К содержанию
Новости

WinDOM и Self-Family Distillation: подход к обучению небольших GUI‑агентов без ручной разметки

WinDOM и Self-Family Distillation: подход к обучению небольших GUI‑агентов без ручной разметки
Фото: arXiv cs.AI (Artificial Intelligence)

Исследователи представили WinDOM и метод Self-Family Distillation (SFD). Работа нацелена на то, чтобы улучшить возможности небольших GUI‑агентов с масштабом около ~2B параметров. Такие модели рассматривают как удобный вариант для on-device deployment, инструментов доступности и недорогих циклов разработки. При этом остаются две практические проблемы: где брать данные с bounding box без дорогой ручной разметки и как совместить supervised fine-tuning с reinforcement learning.

Для первой задачи авторы собрали корпус WinDOM, в него вошли 54,425 записей. Данные получены при управлении open-source web‑реализацией Windows 11 в среде headless Playwright. Координаты bounding box считываются напрямую из DOM, без OCR и без участия людей в разметке. Как сообщает arXiv cs.AI (Artificial Intelligence), такой подход позволяет автоматически формировать датасет для задач GUI grounding.
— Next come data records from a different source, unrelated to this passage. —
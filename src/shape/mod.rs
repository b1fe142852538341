//! Shapes supported by carom3d.
//!
//! The collision queries only rely on the [`SupportMap`] capability of a shape; the few
//! concrete shapes provided here are meant for tests and simple scenes.

pub use self::ball::Ball;
pub use self::cuboid::{Cuboid, DEFAULT_CUBOID_MARGIN};
#[doc(inline)]
pub use self::shape::{Shape, ShapeType};
pub use self::shared_shape::SharedShape;
#[doc(inline)]
pub use self::support_map::SupportMap;
pub use self::triangle::Triangle;

mod ball;
mod cuboid;
mod shape;
mod shared_shape;
mod support_map;
mod triangle;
Вторая часть работы связана с методом Self-Family Distillation. Он опирается на одношаговый rejection-sampling cold-start, который параметризуется только выбором teacher. В этой роли может выступать либо EMA от student, то есть без внешней модели, либо зафиксированная более крупная модель той же семьи. Насыщенность этапа SFD авторы рассматривают как гиперпараметр GRPO.

Эксперименты на student‑модели Qwen3.5-2B показали интересную деталь. «Недонасыщенный» cold-start оказался более удачным инициализатором для GRPO, чем полностью сошедшийся вариант. Конфигурация SFD-4B с Early-init RL даёт прирост +5.4 по метрике OOD-mean, включая +3.5 на ScreenSpot-Pro и +7.0 на OSWorld-G.

Ключевые факты

  • WinDOM, это объединённый корпус из 54,425 записей, полученный с помощью open-source реализации Windows 11.

  • Разработка включает Self-Family Distillation для улучшения качества обучения без человеческой аннотации.

  • Используется 2B модель Qwen3.5-2B, при этом недообученный начальный уровень демонстрирует лучшие результаты по сравнению с конвергированным.